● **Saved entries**
━━━━━━━━━━━━━━━━━━━━━━━━━━━━━━
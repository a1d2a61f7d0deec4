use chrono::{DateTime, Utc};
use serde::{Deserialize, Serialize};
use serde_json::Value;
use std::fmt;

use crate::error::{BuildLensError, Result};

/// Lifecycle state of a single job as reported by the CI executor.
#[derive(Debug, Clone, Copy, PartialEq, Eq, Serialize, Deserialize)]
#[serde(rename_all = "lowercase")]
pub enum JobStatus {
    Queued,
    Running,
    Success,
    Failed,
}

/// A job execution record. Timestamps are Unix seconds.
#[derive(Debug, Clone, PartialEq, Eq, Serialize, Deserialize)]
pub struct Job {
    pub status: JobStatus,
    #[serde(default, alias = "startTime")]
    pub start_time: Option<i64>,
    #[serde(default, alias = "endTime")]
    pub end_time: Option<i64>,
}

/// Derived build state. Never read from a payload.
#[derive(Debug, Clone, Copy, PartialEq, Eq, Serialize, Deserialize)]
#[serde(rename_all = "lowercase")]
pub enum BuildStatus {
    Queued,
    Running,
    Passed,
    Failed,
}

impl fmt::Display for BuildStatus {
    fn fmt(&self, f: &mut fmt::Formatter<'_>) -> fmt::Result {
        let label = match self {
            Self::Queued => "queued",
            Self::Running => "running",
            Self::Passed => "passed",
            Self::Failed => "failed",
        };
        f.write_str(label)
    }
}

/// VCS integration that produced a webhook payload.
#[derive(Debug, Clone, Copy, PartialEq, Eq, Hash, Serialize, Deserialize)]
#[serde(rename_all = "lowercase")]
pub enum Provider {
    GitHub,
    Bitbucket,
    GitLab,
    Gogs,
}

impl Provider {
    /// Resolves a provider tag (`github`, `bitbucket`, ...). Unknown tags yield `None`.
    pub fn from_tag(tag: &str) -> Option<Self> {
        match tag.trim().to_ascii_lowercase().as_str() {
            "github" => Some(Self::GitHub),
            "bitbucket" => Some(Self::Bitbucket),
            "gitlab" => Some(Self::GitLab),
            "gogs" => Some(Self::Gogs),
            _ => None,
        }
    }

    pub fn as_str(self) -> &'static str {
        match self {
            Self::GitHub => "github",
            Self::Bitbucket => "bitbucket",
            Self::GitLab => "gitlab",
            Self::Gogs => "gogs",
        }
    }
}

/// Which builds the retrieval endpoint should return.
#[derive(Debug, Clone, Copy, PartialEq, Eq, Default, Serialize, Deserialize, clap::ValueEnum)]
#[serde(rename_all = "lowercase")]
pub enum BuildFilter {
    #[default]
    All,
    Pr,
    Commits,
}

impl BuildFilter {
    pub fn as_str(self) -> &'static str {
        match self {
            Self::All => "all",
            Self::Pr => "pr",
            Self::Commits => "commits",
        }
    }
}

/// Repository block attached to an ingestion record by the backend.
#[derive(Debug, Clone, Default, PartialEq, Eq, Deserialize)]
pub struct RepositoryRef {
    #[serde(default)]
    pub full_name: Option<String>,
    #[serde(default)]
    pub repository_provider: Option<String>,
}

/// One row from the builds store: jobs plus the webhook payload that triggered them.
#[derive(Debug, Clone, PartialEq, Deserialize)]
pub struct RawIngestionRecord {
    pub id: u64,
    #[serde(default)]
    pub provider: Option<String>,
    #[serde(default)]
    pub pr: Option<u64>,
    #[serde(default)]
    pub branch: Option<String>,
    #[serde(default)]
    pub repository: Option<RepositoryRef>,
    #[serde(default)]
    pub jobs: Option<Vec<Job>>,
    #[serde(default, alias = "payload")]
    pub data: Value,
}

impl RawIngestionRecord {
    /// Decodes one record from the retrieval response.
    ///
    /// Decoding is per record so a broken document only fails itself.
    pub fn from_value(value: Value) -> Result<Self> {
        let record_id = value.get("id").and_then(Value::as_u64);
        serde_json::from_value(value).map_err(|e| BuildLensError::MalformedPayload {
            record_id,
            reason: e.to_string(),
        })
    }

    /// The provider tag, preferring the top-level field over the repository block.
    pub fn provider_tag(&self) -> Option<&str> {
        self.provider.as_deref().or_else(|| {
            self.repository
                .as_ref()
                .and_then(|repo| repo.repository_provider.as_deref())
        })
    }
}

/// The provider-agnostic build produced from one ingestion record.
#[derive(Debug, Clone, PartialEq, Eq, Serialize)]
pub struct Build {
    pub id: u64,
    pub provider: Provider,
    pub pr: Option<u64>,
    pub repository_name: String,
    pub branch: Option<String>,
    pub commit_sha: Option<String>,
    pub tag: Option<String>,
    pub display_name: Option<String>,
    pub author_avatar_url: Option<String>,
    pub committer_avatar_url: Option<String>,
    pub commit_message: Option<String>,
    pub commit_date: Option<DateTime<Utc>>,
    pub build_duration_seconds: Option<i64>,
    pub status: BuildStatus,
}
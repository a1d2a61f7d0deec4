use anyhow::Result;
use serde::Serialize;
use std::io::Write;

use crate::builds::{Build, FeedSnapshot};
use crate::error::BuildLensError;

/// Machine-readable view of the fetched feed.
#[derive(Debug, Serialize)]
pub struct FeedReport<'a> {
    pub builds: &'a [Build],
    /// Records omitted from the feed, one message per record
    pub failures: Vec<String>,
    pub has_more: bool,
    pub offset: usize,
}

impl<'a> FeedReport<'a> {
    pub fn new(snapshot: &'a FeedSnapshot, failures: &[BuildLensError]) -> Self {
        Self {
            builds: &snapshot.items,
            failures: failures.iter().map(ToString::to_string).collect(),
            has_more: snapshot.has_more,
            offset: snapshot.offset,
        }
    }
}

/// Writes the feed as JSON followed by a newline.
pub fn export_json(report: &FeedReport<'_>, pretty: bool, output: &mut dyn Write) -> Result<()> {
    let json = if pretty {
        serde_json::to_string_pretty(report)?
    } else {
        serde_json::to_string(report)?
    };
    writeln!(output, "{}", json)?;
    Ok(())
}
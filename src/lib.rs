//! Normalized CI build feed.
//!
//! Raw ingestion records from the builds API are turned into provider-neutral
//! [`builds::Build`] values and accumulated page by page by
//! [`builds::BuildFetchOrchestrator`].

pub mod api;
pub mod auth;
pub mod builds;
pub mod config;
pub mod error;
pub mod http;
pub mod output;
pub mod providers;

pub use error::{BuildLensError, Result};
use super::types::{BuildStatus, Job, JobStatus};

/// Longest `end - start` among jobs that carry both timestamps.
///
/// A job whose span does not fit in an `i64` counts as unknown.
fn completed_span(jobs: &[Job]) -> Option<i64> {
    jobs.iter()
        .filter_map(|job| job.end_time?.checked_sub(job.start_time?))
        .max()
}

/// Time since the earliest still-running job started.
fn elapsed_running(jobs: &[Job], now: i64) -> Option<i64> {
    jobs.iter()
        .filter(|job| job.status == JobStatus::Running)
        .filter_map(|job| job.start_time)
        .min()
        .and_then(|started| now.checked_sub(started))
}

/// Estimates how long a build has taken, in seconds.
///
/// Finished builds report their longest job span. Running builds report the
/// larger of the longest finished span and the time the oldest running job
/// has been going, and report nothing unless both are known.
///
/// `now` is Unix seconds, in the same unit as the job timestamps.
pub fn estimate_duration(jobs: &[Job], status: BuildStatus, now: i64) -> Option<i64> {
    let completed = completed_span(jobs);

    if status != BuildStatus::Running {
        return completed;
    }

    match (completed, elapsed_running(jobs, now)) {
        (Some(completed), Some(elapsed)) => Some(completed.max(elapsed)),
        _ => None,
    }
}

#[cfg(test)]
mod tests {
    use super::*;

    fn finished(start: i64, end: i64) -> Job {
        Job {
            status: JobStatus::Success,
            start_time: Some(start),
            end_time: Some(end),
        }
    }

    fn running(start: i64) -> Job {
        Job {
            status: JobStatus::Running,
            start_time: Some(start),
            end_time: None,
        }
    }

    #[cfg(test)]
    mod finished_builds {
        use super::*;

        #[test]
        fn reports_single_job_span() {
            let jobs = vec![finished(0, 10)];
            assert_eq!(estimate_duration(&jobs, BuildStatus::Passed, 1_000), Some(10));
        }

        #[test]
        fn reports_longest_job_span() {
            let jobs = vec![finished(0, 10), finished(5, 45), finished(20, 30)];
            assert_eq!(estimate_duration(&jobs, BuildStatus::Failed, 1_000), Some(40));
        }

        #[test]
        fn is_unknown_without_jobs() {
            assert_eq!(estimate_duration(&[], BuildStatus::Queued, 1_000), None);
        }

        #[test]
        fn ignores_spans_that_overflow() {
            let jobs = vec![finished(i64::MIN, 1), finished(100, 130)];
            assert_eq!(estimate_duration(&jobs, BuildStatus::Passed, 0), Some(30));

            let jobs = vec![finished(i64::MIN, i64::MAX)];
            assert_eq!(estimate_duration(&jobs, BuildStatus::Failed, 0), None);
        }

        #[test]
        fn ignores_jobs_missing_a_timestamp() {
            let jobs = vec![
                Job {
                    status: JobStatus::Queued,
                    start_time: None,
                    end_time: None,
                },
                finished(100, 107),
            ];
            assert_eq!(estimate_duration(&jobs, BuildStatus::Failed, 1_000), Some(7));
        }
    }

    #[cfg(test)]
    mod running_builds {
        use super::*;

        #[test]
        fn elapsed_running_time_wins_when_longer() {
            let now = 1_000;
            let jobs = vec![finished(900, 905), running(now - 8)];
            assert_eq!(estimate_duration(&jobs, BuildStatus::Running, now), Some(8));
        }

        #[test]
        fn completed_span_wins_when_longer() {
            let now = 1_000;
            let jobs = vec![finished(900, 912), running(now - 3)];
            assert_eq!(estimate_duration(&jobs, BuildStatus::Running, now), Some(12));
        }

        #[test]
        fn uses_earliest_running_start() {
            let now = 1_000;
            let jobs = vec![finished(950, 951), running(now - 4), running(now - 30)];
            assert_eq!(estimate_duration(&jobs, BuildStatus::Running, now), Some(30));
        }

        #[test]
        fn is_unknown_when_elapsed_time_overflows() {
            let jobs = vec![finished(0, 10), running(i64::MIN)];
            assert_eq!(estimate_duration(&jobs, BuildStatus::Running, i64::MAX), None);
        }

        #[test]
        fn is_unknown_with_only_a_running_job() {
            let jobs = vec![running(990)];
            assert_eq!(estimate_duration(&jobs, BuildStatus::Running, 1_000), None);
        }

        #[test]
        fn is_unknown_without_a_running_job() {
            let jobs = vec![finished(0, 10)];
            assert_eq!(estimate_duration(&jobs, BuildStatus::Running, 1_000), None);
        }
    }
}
━━━━━━━━━━━━━━━━━━━━━━━━━━━━━━
● **Task**
Identify each line in the records above that contains the word "webhook", and copy it out in full.

● **Exercise result**
/// VCS integration that produced a webhook payload.
/// One row from the builds store: jobs plus the webhook payload that triggered them.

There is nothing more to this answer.